- WORK INSTRUCTIONS
Check each line of the listing below for the string "mean", then copy every line that has it.

- - - - -

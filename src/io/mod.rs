// This Source Code Form is subject to the terms of the Mozilla Public
// License, v. 2.0. If a copy of the MPL was not distributed with this
// file, You can obtain one at http://mozilla.org/MPL/2.0/.

//! Getting posterior sample files onto the local disk, either by pointing at
//! local files or by downloading them.

mod acquire;
mod error;

pub use acquire::{samples_url, Acquirer, Downloader, PosteriorSource, Wget};
pub use error::AcquireError;
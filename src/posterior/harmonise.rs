// This Source Code Form is subject to the terms of the Mozilla Public
// License, v. 2.0. If a copy of the MPL was not distributed with this
// file, You can obtain one at http://mozilla.org/MPL/2.0/.

//! Bring sample tables from different pipelines onto the same naming and
//! parameterisation conventions.
//!
//! The steps are always attempted in the same order:
//!
//! 1. Rename aliased columns (`distance` -> `dist`, `chirpmass` -> `mchirp`,
//!    `mc` -> `mchirp`);
//! 2. For runs whose inclination is measured the other way around, replace
//!    `iota` with `π - iota`;
//! 3. Replace `iota` with `cos(iota)`;
//! 4. Make sure `m1` is the heavier component by swapping the `m1` and `m2`
//!    labels if the mean of `m1` is smaller.
//!
//! A step that can't be done is not an error, but it is reported, so callers
//! can tell what happened to each table. Harmonising an already-harmonised
//! table changes nothing.

use std::fmt;

use log::{debug, trace};

use super::SampleTable;
use crate::constants::{IOTA_INVERTED_RUN_PATTERNS, PI};

/// Column aliases, applied in this order.
const RENAMES: [(&str, &str); 3] = [
    ("distance", "dist"),
    ("chirpmass", "mchirp"),
    ("mc", "mchirp"),
];

const IOTA: &str = "iota";
const COS_IOTA: &str = "cos(iota)";

#[derive(Debug, Clone, Copy, PartialEq, Eq)]
pub enum HarmoniseStep {
    Rename {
        from: &'static str,
        to: &'static str,
    },
    InvertIota,
    IotaToCosIota,
    SwapMasses,
}

impl fmt::Display for HarmoniseStep {
    fn fmt(&self, f: &mut fmt::Formatter<'_>) -> fmt::Result {
        match self {
            HarmoniseStep::Rename { from, to } => write!(f, "re-label {from} -> {to}"),
            HarmoniseStep::InvertIota => write!(f, "invert iota"),
            HarmoniseStep::IotaToCosIota => write!(f, "convert iota -> cos(iota)"),
            HarmoniseStep::SwapMasses => write!(f, "swap m1 and m2"),
        }
    }
}

/// Why a harmonisation step wasn't applied.
#[derive(Debug, Clone, Copy, PartialEq, Eq)]
pub enum SkipReason {
    /// The column the step works on isn't in the table.
    MissingColumn(&'static str),

    /// The step would create a column that is already in the table.
    TargetExists(&'static str),

    /// `m1` is already the heavier mass.
    MassesOrdered,
}

impl fmt::Display for SkipReason {
    fn fmt(&self, f: &mut fmt::Formatter<'_>) -> fmt::Result {
        match self {
            SkipReason::MissingColumn(c) => write!(f, "no '{c}' column"),
            SkipReason::TargetExists(c) => write!(f, "'{c}' is already present"),
            SkipReason::MassesOrdered => write!(f, "m1 is already the heavier mass"),
        }
    }
}

#[derive(Debug, Clone, Default, PartialEq, Eq)]
pub struct HarmoniseReport {
    pub applied: Vec<HarmoniseStep>,
    pub skipped: Vec<(HarmoniseStep, SkipReason)>,
}

impl HarmoniseReport {
    pub fn was_applied(&self, step: HarmoniseStep) -> bool {
        self.applied.contains(&step)
    }
}

#[derive(Debug, Clone)]
pub struct Harmonised {
    pub table: SampleTable,
    pub report: HarmoniseReport,
}

/// Does this run measure inclination from the opposite direction?
fn inverts_iota(run_name: &str) -> bool {
    IOTA_INVERTED_RUN_PATTERNS
        .iter()
        .any(|pattern| run_name.contains(pattern))
}

/// Harmonise a sample table. The input table is untouched; a new table is
/// returned along with a record of what was (and wasn't) done.
pub fn harmonise(run_name: &str, table: &SampleTable) -> Harmonised {
    let mut names = table.names.clone();
    let mut samples = table.samples.clone();
    let mut report = HarmoniseReport::default();
    let index = |names: &[String], name: &str| names.iter().position(|n| n == name);

    for (from, to) in RENAMES {
        let step = HarmoniseStep::Rename { from, to };
        match (index(&names, from), index(&names, to)) {
            (Some(i), None) => {
                names[i] = to.to_string();
                report.applied.push(step);
            }
            (Some(_), Some(_)) => report.skipped.push((step, SkipReason::TargetExists(to))),
            (None, _) => report.skipped.push((step, SkipReason::MissingColumn(from))),
        }
    }

    if inverts_iota(run_name) {
        match index(&names, IOTA) {
            Some(i) => {
                samples.column_mut(i).mapv_inplace(|v| PI - v);
                report.applied.push(HarmoniseStep::InvertIota);
            }
            None => report
                .skipped
                .push((HarmoniseStep::InvertIota, SkipReason::MissingColumn(IOTA))),
        }
    }

    match (index(&names, IOTA), index(&names, COS_IOTA)) {
        (Some(i), None) => {
            samples.column_mut(i).mapv_inplace(f64::cos);
            names[i] = COS_IOTA.to_string();
            report.applied.push(HarmoniseStep::IotaToCosIota);
        }
        (Some(_), Some(_)) => report.skipped.push((
            HarmoniseStep::IotaToCosIota,
            SkipReason::TargetExists(COS_IOTA),
        )),
        (None, _) => report.skipped.push((
            HarmoniseStep::IotaToCosIota,
            SkipReason::MissingColumn(IOTA),
        )),
    }

    match (index(&names, "m1"), index(&names, "m2")) {
        (Some(i1), Some(i2)) => {
            let mean = |i: usize| samples.column(i).mean().unwrap_or(f64::NAN);
            if mean(i1) < mean(i2) {
                names.swap(i1, i2);
                report.applied.push(HarmoniseStep::SwapMasses);
            } else {
                report
                    .skipped
                    .push((HarmoniseStep::SwapMasses, SkipReason::MassesOrdered));
            }
        }
        (None, _) => report
            .skipped
            .push((HarmoniseStep::SwapMasses, SkipReason::MissingColumn("m1"))),
        (_, None) => report
            .skipped
            .push((HarmoniseStep::SwapMasses, SkipReason::MissingColumn("m2"))),
    }

    for step in &report.applied {
        debug!("{run_name}: {step}");
    }
    for (step, reason) in &report.skipped {
        trace!("{run_name}: didn't {step}: {reason}");
    }

    Harmonised {
        table: SampleTable { names, samples },
        report,
    }
}
// This Source Code Form is subject to the terms of the Mozilla Public
// License, v. 2.0. If a copy of the MPL was not distributed with this
// file, You can obtain one at http://mozilla.org/MPL/2.0/.

use tempfile::TempDir;

use crate::{cbc_tools, get_cmd_output, write_samples};

#[test]
fn test_no_posteriors() {
    let cmd = cbc_tools().args(["compare-pos", "-o", "out"]).ok();
    assert!(cmd.is_err());
    let (_, stderr) = get_cmd_output(cmd);
    assert!(stderr.contains("No posteriors"), "{stderr}");
}

#[test]
fn test_unknown_scheme() {
    let tmp = TempDir::new().unwrap();
    let cmd = cbc_tools()
        .current_dir(tmp.path())
        .args(["compare-pos", "--pos", "gopher://example.org/pe"])
        .ok();
    assert!(cmd.is_err());
    let (_, stderr) = get_cmd_output(cmd);
    assert!(stderr.contains("gopher"), "{stderr}");
}

#[test]
fn test_event_out_of_range() {
    let tmp = TempDir::new().unwrap();
    let samples = write_samples(&tmp.path().join("a.dat"), 0.0);
    let inj = tmp.path().join("inj.dat");
    std::fs::write(&inj, "mass1 mass2 distance\n1.5 1.3 40.0\n1.6 1.2 50.0\n").unwrap();
    let outdir = tmp.path().join("out");

    #[rustfmt::skip]
    let cmd = cbc_tools()
        .current_dir(tmp.path())
        .args([
            "compare-pos",
            "--pos", &samples.display().to_string(),
            "--inj", &inj.display().to_string(),
            "--eventnum", "2",
            "-o", &outdir.display().to_string(),
        ])
        .ok();
    assert!(cmd.is_err());
    let (_, stderr) = get_cmd_output(cmd);
    assert!(stderr.contains("event 2"), "{stderr}");
    assert!(!outdir.exists());
}

#[test]
fn test_dry_run() {
    let tmp = TempDir::new().unwrap();
    let samples = write_samples(&tmp.path().join("a.dat"), 0.0);
    let outdir = tmp.path().join("out");

    #[rustfmt::skip]
    let cmd = cbc_tools()
        .current_dir(tmp.path())
        .args([
            "compare-pos",
            "--pos", &samples.display().to_string(),
            "-o", &outdir.display().to_string(),
            "--dry-run",
        ])
        .ok();
    assert!(cmd.is_ok(), "{:?}", get_cmd_output(cmd));
    assert!(!outdir.exists());
}

#[test]
fn test_save_toml() {
    let tmp = TempDir::new().unwrap();
    let samples = write_samples(&tmp.path().join("a.dat"), 0.0);
    let toml = tmp.path().join("args.toml");

    #[rustfmt::skip]
    let cmd = cbc_tools()
        .current_dir(tmp.path())
        .args([
            "compare-pos",
            "--pos", &samples.display().to_string(),
            "--name", "A",
            "-u", "albert",
            "-x", "hunter2",
            "--dry-run",
            "--save-toml", &toml.display().to_string(),
        ])
        .ok();
    assert!(cmd.is_ok(), "{:?}", get_cmd_output(cmd));

    let saved = std::fs::read_to_string(&toml).unwrap();
    assert!(saved.contains("albert"));
    assert!(!saved.contains("hunter2"));

    // The saved file reproduces the run.
    let cmd = cbc_tools()
        .current_dir(tmp.path())
        .args(["compare-pos", &toml.display().to_string(), "--dry-run"])
        .ok();
    assert!(cmd.is_ok(), "{:?}", get_cmd_output(cmd));
}

#[cfg(feature = "plotting")]
#[test]
fn test_compare_two_local_runs() {
    let tmp = TempDir::new().unwrap();
    let a = write_samples(&tmp.path().join("a.dat"), 0.0);
    let b = write_samples(&tmp.path().join("b.dat"), 0.1);
    let outdir = tmp.path().join("out");

    #[rustfmt::skip]
    let cmd = cbc_tools()
        .current_dir(tmp.path())
        .args([
            "compare-pos",
            "--pos", &a.display().to_string(), "--name", "first",
            "--pos", &b.display().to_string(), "--name", "second",
            "-o", &outdir.display().to_string(),
            "-u", "albert", "-x", "hunter2",
            "--no-progress-bars",
        ])
        .ok();
    assert!(cmd.is_ok(), "{:?}", get_cmd_output(cmd));

    let index = std::fs::read_to_string(outdir.join("index.html")).unwrap();
    assert!(index.contains("first"));
    assert!(index.contains("second"));
    assert!(!index.contains("hunter2"));
    assert!(index.contains("&lt;password&gt;"));
    assert!(tmp.path().join("results").is_dir());
}

#[cfg(not(feature = "plotting"))]
#[test]
fn test_compare_needs_plotting() {
    let tmp = TempDir::new().unwrap();
    let a = write_samples(&tmp.path().join("a.dat"), 0.0);
    let cmd = cbc_tools()
        .current_dir(tmp.path())
        .args(["compare-pos", "--pos", &a.display().to_string()])
        .ok();
    assert!(cmd.is_err());
    let (_, stderr) = get_cmd_output(cmd);
    assert!(stderr.contains("plotting"), "{stderr}");
}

- - - - -

- RESPONSE TO THE EXERCISE
//!    labels if the mean of `m1` is smaller.
            let mean = |i: usize| samples.column(i).mean().unwrap_or(f64::NAN);
            if mean(i1) < mean(i2) {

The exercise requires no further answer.